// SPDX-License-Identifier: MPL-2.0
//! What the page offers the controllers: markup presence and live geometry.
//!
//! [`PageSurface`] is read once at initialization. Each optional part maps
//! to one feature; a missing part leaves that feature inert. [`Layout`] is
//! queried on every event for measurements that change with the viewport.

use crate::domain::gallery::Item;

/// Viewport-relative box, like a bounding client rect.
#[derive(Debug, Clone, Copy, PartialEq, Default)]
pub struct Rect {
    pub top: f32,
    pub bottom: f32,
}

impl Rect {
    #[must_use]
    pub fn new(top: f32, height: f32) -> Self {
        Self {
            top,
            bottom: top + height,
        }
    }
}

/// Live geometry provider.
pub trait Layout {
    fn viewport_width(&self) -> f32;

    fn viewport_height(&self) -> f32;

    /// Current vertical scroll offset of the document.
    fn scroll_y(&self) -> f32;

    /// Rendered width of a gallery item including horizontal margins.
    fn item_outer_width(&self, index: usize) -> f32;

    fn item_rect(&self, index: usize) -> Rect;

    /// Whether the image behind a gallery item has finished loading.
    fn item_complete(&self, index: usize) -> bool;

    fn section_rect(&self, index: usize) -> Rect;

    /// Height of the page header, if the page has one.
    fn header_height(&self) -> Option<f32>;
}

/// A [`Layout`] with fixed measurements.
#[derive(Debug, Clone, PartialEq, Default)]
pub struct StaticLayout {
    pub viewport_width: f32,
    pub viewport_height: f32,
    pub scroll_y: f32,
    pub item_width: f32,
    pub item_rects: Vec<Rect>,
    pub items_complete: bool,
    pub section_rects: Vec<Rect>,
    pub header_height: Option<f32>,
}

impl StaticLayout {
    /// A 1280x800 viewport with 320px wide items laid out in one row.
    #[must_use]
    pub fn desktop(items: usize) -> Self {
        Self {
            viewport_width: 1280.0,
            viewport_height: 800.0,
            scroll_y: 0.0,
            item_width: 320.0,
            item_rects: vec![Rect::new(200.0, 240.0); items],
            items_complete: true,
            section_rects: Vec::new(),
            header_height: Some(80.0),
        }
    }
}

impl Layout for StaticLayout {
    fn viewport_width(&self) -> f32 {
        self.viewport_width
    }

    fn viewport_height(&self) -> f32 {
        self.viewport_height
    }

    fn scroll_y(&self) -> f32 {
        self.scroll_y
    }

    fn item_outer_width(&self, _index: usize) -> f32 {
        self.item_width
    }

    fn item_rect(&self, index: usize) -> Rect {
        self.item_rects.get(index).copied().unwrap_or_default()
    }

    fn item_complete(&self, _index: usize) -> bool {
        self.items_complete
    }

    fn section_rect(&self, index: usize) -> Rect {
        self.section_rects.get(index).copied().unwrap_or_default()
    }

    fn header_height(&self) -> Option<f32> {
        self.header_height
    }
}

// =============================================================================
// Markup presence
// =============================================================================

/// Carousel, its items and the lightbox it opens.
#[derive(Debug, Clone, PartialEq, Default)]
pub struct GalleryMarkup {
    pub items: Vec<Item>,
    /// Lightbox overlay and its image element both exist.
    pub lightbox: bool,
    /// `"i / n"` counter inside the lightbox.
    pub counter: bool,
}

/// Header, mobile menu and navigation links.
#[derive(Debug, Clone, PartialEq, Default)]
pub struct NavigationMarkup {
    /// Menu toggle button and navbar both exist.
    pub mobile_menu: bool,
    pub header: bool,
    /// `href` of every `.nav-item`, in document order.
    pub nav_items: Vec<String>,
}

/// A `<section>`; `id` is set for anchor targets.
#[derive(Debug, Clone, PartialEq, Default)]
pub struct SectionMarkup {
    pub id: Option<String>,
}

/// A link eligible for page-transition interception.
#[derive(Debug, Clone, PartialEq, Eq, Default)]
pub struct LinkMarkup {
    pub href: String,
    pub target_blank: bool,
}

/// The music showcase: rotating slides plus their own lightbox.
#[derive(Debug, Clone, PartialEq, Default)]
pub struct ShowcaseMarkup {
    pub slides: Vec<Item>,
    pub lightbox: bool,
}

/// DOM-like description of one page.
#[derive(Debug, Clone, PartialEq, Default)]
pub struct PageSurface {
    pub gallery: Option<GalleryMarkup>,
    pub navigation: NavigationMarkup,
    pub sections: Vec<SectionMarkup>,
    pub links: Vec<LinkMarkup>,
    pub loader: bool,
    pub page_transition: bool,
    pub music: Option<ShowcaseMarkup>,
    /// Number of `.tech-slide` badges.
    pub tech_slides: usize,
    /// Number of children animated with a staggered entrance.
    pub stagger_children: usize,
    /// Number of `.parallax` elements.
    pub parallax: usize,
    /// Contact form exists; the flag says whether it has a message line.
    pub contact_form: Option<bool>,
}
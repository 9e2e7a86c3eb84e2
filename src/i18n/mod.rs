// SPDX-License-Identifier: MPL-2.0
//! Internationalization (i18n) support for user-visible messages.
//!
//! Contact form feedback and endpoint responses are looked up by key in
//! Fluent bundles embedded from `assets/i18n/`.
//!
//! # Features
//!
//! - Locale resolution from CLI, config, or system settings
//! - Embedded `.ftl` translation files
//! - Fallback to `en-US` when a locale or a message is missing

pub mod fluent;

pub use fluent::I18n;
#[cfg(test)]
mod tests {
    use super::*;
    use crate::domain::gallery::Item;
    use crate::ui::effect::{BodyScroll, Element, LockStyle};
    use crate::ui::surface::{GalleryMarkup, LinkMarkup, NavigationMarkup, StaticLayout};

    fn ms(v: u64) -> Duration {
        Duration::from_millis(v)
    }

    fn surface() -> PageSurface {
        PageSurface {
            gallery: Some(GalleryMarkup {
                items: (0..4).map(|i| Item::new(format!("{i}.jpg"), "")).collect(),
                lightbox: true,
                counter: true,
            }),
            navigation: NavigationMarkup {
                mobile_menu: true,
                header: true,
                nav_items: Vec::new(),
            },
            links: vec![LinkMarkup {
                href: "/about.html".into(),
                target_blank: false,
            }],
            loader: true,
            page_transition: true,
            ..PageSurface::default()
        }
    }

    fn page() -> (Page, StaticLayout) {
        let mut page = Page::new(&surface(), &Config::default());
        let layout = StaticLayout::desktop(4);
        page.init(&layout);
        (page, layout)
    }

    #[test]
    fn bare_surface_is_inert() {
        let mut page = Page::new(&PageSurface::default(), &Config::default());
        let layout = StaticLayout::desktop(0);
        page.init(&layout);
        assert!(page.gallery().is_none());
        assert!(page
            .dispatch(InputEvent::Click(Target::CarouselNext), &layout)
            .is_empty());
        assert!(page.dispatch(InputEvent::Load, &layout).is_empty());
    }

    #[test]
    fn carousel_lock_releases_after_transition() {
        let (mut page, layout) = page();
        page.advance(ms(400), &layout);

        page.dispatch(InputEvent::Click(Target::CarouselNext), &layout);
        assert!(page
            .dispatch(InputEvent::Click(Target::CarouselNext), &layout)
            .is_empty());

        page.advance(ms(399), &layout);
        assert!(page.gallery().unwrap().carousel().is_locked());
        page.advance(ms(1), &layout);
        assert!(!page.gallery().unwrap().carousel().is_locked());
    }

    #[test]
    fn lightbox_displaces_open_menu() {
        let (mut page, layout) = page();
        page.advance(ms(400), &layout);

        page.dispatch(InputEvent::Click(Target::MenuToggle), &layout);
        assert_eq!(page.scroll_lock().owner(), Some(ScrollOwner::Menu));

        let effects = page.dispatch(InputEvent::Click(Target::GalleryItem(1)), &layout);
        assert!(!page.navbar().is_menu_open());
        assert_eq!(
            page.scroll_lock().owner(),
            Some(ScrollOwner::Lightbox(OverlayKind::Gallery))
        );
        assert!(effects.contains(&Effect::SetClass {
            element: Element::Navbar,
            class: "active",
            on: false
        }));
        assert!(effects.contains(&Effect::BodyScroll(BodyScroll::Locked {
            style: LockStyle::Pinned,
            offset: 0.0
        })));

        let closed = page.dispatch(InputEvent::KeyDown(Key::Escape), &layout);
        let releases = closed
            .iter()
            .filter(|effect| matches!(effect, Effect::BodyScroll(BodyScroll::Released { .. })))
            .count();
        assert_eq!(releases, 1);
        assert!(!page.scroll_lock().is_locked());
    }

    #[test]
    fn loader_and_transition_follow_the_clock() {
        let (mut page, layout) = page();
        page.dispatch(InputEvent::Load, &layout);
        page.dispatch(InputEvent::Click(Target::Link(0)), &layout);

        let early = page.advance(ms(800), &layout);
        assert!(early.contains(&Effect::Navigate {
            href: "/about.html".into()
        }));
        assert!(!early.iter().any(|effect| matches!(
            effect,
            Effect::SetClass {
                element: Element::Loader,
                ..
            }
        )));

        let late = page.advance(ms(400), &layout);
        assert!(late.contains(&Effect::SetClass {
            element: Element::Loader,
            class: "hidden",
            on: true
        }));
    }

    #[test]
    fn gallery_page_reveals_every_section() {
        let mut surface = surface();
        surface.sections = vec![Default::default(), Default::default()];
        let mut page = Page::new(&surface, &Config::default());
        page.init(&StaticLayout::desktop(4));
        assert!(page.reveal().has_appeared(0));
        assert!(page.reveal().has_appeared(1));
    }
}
====================
» **YOUR GOAL**
Every line above in which the word "both" is present must be copied into the answer.

» **EXERCISE ANSWER**
    /// Lightbox overlay and its image element both exist.
    /// Menu toggle button and navbar both exist.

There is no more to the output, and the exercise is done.